Professor Dr. Ing. Thomas K. Thiis from Norway is an expert on climatic load and climate adaptation of buildings. His core qualifications are in Engineering, Building Physics, Energy and Climate. He has been working on standardization both in ISO, as convener in the ISO snow load committee from 2009 until now and as a member of the team responsible for the EUROCODE on snow loads. In addition to his academic position at Norwegian University of Life Science (NMBU), he has been working part time in engineering consulting, on implementation of the latest research in his field to engineering solutions.His scientific research interests lie in sustainable buildings, microscale climate and climatic loads and how these affect the building physics and the energy use of buildings. His project portfolio ranges from determining degradation of wooden facades to work on developing the model for snow load on roofs, which is currently used in the international snow load standard. He has a long publication record together with colleagues from more than 15 countries.Professor Thiis has previously worked at Norwegian University of Science and Technology and University of Coimbra, Portugal.

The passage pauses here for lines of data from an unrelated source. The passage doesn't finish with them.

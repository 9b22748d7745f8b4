//! Normalized OCR block graph.
//!
//! Document-analysis services return a flat list of blocks (words, lines,
//! key/value sets, tables, cells) linked to each other by id. `BlockGraph`
//! owns one response worth of blocks and resolves those links:
//! - lookup by id in constant time
//! - ordered CHILD / VALUE traversal, tolerating dangling ids
//! - key/value pair reconstruction (see `key_value`)
//! - table reconstruction (see `table`)
//!
//! The wire shape is the AnalyzeDocument JSON (`Blocks`, `BlockType`, `Id`,
//! `Relationships`, ...). Geometry and other unknown attributes are ignored.

mod key_value;
mod table;

use std::collections::HashMap;

use serde::{Deserialize, Serialize};
use thiserror::Error;

pub use key_value::KeyValuePair;
pub use table::Table;

/// Errors from building a block graph.
#[derive(Debug, Error)]
pub enum BlockGraphError {
    #[error("Malformed response: {0}")]
    MalformedResponse(String),
}

/// Kind of OCR block.
#[derive(Debug, Clone, Copy, PartialEq, Eq, PartialOrd, Ord, Hash, Serialize, Deserialize)]
#[serde(rename_all = "SCREAMING_SNAKE_CASE")]
pub enum BlockType {
    Page,
    Word,
    Line,
    KeyValueSet,
    Table,
    Cell,
    SelectionElement,
    /// Layout, signature, query and other block kinds we carry but never interpret.
    #[serde(other)]
    Other,
}

impl BlockType {
    pub fn as_str(&self) -> &'static str {
        match self {
            BlockType::Page => "PAGE",
            BlockType::Word => "WORD",
            BlockType::Line => "LINE",
            BlockType::KeyValueSet => "KEY_VALUE_SET",
            BlockType::Table => "TABLE",
            BlockType::Cell => "CELL",
            BlockType::SelectionElement => "SELECTION_ELEMENT",
            BlockType::Other => "OTHER",
        }
    }
}

impl std::fmt::Display for BlockType {
    fn fmt(&self, f: &mut std::fmt::Formatter<'_>) -> std::fmt::Result {
        write!(f, "{}", self.as_str())
    }
}

/// Role of a KEY_VALUE_SET block (and header markers on cells).
#[derive(Debug, Clone, Copy, PartialEq, Eq, Serialize, Deserialize)]
#[serde(rename_all = "SCREAMING_SNAKE_CASE")]
pub enum EntityType {
    Key,
    Value,
    ColumnHeader,
    #[serde(other)]
    Other,
}

/// How a relationship links a block to other blocks.
#[derive(Debug, Clone, Copy, PartialEq, Eq, Serialize, Deserialize)]
#[serde(rename_all = "SCREAMING_SNAKE_CASE")]
pub enum RelationshipType {
    Child,
    Value,
    #[serde(other)]
    Other,
}

/// An ordered list of block ids related to a block.
#[derive(Debug, Clone, PartialEq, Serialize, Deserialize)]
#[serde(rename_all = "PascalCase")]
pub struct Relationship {
    #[serde(rename = "Type")]
    pub kind: RelationshipType,
    #[serde(default)]
    pub ids: Vec<String>,
}

/// Checkbox state of a SELECTION_ELEMENT block.
#[derive(Debug, Clone, Copy, PartialEq, Eq, Serialize, Deserialize)]
#[serde(rename_all = "SCREAMING_SNAKE_CASE")]
pub enum SelectionStatus {
    Selected,
    NotSelected,
}

impl SelectionStatus {
    pub fn as_str(&self) -> &'static str {
        match self {
            SelectionStatus::Selected => "SELECTED",
            SelectionStatus::NotSelected => "NOT_SELECTED",
        }
    }
}

/// One OCR-detected unit.
#[derive(Debug, Clone, PartialEq, Serialize, Deserialize)]
#[serde(rename_all = "PascalCase")]
pub struct Block {
    pub id: String,
    pub block_type: BlockType,
    #[serde(default, skip_serializing_if = "Option::is_none")]
    pub text: Option<String>,
    /// Confidence score (0 - 100), if the service reported one.
    #[serde(default, skip_serializing_if = "Option::is_none")]
    pub confidence: Option<f64>,
    #[serde(default, skip_serializing_if = "Vec::is_empty")]
    pub entity_types: Vec<EntityType>,
    #[serde(default, skip_serializing_if = "Vec::is_empty")]
    pub relationships: Vec<Relationship>,
    /// 1-based row of a CELL block.
    #[serde(default, skip_serializing_if = "Option::is_none")]
    pub row_index: Option<u32>,
    /// 1-based column of a CELL block.
    #[serde(default, skip_serializing_if = "Option::is_none")]
    pub column_index: Option<u32>,
    #[serde(default, skip_serializing_if = "Option::is_none")]
    pub selection_status: Option<SelectionStatus>,
    #[serde(default, skip_serializing_if = "Option::is_none")]
    pub page: Option<u32>,
}

impl Block {
    /// Create a bare block of the given type.
    pub fn new(id: impl Into<String>, block_type: BlockType) -> Self {
        Self {
            id: id.into(),
            block_type,
            text: None,
            confidence: None,
            entity_types: Vec::new(),
            relationships: Vec::new(),
            row_index: None,
            column_index: None,
            selection_status: None,
            page: None,
        }
    }

    pub fn with_text(mut self, text: impl Into<String>) -> Self {
        self.text = Some(text.into());
        self
    }

    pub fn with_confidence(mut self, confidence: f64) -> Self {
        self.confidence = Some(confidence);
        self
    }

    pub fn with_entity(mut self, entity: EntityType) -> Self {
        self.entity_types.push(entity);
        self
    }

    pub fn with_children<I, S>(self, ids: I) -> Self
    where
        I: IntoIterator<Item = S>,
        S: Into<String>,
    {
        self.with_relationship(RelationshipType::Child, ids)
    }

    pub fn with_values<I, S>(self, ids: I) -> Self
    where
        I: IntoIterator<Item = S>,
        S: Into<String>,
    {
        self.with_relationship(RelationshipType::Value, ids)
    }

    pub fn with_cell_position(mut self, row: u32, column: u32) -> Self {
        self.row_index = Some(row);
        self.column_index = Some(column);
        self
    }

    fn with_relationship<I, S>(mut self, kind: RelationshipType, ids: I) -> Self
    where
        I: IntoIterator<Item = S>,
        S: Into<String>,
    {
        self.relationships.push(Relationship {
            kind,
            ids: ids.into_iter().map(Into::into).collect(),
        });
        self
    }

    /// Whether this is a KEY_VALUE_SET block with the KEY role.
    pub fn is_key(&self) -> bool {
        self.block_type == BlockType::KeyValueSet && self.entity_types.contains(&EntityType::Key)
    }

    /// Related ids of one relationship kind, in response order.
    pub fn related_ids(&self, kind: RelationshipType) -> impl Iterator<Item = &str> {
        self.relationships
            .iter()
            .filter(move |r| r.kind == kind)
            .flat_map(|r| r.ids.iter().map(|id| id.as_str()))
    }
}

/// All blocks of one analysis response with id lookup.
///
/// Immutable once built; safe to share across threads.
#[derive(Debug, Clone)]
pub struct BlockGraph {
    blocks: Vec<Block>,
    index: HashMap<String, usize>,
}

impl BlockGraph {
    /// Build a graph from raw blocks.
    ///
    /// Fails only when ids are empty or duplicated. Dangling relationship
    /// ids are kept and resolve to nothing.
    pub fn build(blocks: Vec<Block>) -> Result<Self, BlockGraphError> {
        let mut index = HashMap::with_capacity(blocks.len());
        for (position, block) in blocks.iter().enumerate() {
            if block.id.is_empty() {
                return Err(BlockGraphError::MalformedResponse(format!(
                    "block at position {} has an empty id",
                    position
                )));
            }
            if index.insert(block.id.clone(), position).is_some() {
                return Err(BlockGraphError::MalformedResponse(format!(
                    "duplicate block id '{}'",
                    block.id
                )));
            }
        }
        Ok(Self { blocks, index })
    }

    /// Build a graph from a raw collaborator payload.
    ///
    /// Accepts `{"Blocks": [...]}` or a bare array of blocks.
    pub fn from_response(payload: &serde_json::Value) -> Result<Self, BlockGraphError> {
        let raw = match payload {
            serde_json::Value::Array(_) => payload,
            serde_json::Value::Object(map) => map.get("Blocks").ok_or_else(|| {
                BlockGraphError::MalformedResponse("response has no Blocks field".to_string())
            })?,
            _ => {
                return Err(BlockGraphError::MalformedResponse(
                    "response is not a JSON object".to_string(),
                ))
            }
        };
        if !raw.is_array() {
            return Err(BlockGraphError::MalformedResponse(
                "Blocks is not an array".to_string(),
            ));
        }
        let blocks = Vec::<Block>::deserialize(raw)
            .map_err(|e| BlockGraphError::MalformedResponse(format!("invalid block: {}", e)))?;
        Self::build(blocks)
    }

    /// Number of blocks.
    pub fn len(&self) -> usize {
        self.blocks.len()
    }

    pub fn is_empty(&self) -> bool {
        self.blocks.is_empty()
    }

    /// All blocks in response order.
    pub fn blocks(&self) -> &[Block] {
        &self.blocks
    }

    pub fn lookup(&self, id: &str) -> Option<&Block> {
        self.index.get(id).map(|&i| &self.blocks[i])
    }

    /// CHILD blocks in relationship order. Dangling ids are skipped.
    pub fn children_of(&self, block: &Block) -> Vec<&Block> {
        self.resolve(block, RelationshipType::Child)
    }

    /// VALUE blocks linked from a KEY block. Dangling ids are skipped.
    pub fn values_of(&self, block: &Block) -> Vec<&Block> {
        self.resolve(block, RelationshipType::Value)
    }

    fn resolve(&self, block: &Block, kind: RelationshipType) -> Vec<&Block> {
        block
            .related_ids(kind)
            .filter_map(|id| self.lookup(id))
            .collect()
    }

    /// Blocks of one type, in insertion order.
    pub fn blocks_of_type(&self, block_type: BlockType) -> impl Iterator<Item = &Block> {
        self.blocks
            .iter()
            .filter(move |b| b.block_type == block_type)
    }

    /// Text of a composite block: its WORD children joined by spaces.
    ///
    /// Selection elements contribute their status. Blocks with no children
    /// fall back to their own text.
    pub fn text_of(&self, block: &Block) -> String {
        let parts: Vec<&str> = self
            .children_of(block)
            .into_iter()
            .filter_map(|child| match child.block_type {
                BlockType::Word => child.text.as_deref(),
                BlockType::SelectionElement => child.selection_status.map(|s| s.as_str()),
                _ => None,
            })
            .collect();

        if parts.is_empty() {
            block.text.clone().unwrap_or_default()
        } else {
            parts.join(" ")
        }
    }

    /// LINE texts in insertion order.
    pub fn lines(&self) -> Vec<&str> {
        self.blocks_of_type(BlockType::Line)
            .filter_map(|b| b.text.as_deref())
            .collect()
    }
}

Abstract: Snow engineering refers to an interdisciplinary field that focuses on the study, manipulation, and management of snow and its interactions with various environments and structures. The field encompasses a range of scientific and engineering disciplines, including meteorology, hydrology, civil engineering, structural engineering, environmental science, and materials science. The primary goal of snow engineering is to understand and address the challenges and opportunities posed by snow in different contexts. This paper address both the challenges and the opportunities in the present as well as the past and the near future. It contains an overview of research fields where snow engineering has made progress from the first snow engineering conference back in 1988 until now. Also, considerations of the future of snow engineering are discussed. Which fields within snow engineering are necessary to develop further and why?

An important field within snow engineering is the interaction between infrastructure and snow. This includes buildings, traffic, power generation and transport such as solar power, wind power and electrical transmission cables. This section looks specifically at the advances the past 30 years, including standardization of snow loads and a look into the field of snow avalanche.

In some instances, snow is also a resource, such as when we go skiing. Indoor snow parks with artificial snow in a cold room has been constructed in several countries and is now quite common. Both in countries where snow is looked upon as something exotic but also in typically cold countries such as Norway and Sweden.

In some cases, snow has been rediscovered as a resource. We have used snow for cooling a long time, but it was rediscovered as a large-scale cooling source for use in buildings in Japan in the 1990s. Since then, there are several examples of large-scale installations using stored snow for cooling. Some of these will be discussed.

Some of the snow engineering topics relies on knowledge from natural science. Snow science is an important basis for snow engineering and there is not always a clear distinction between snow science and snow engineering. Some recent advances within snow science, which is important for the field of snow engineering will be discussed. Particularly will the effect of climate change on snow be important for the field of snow engineering.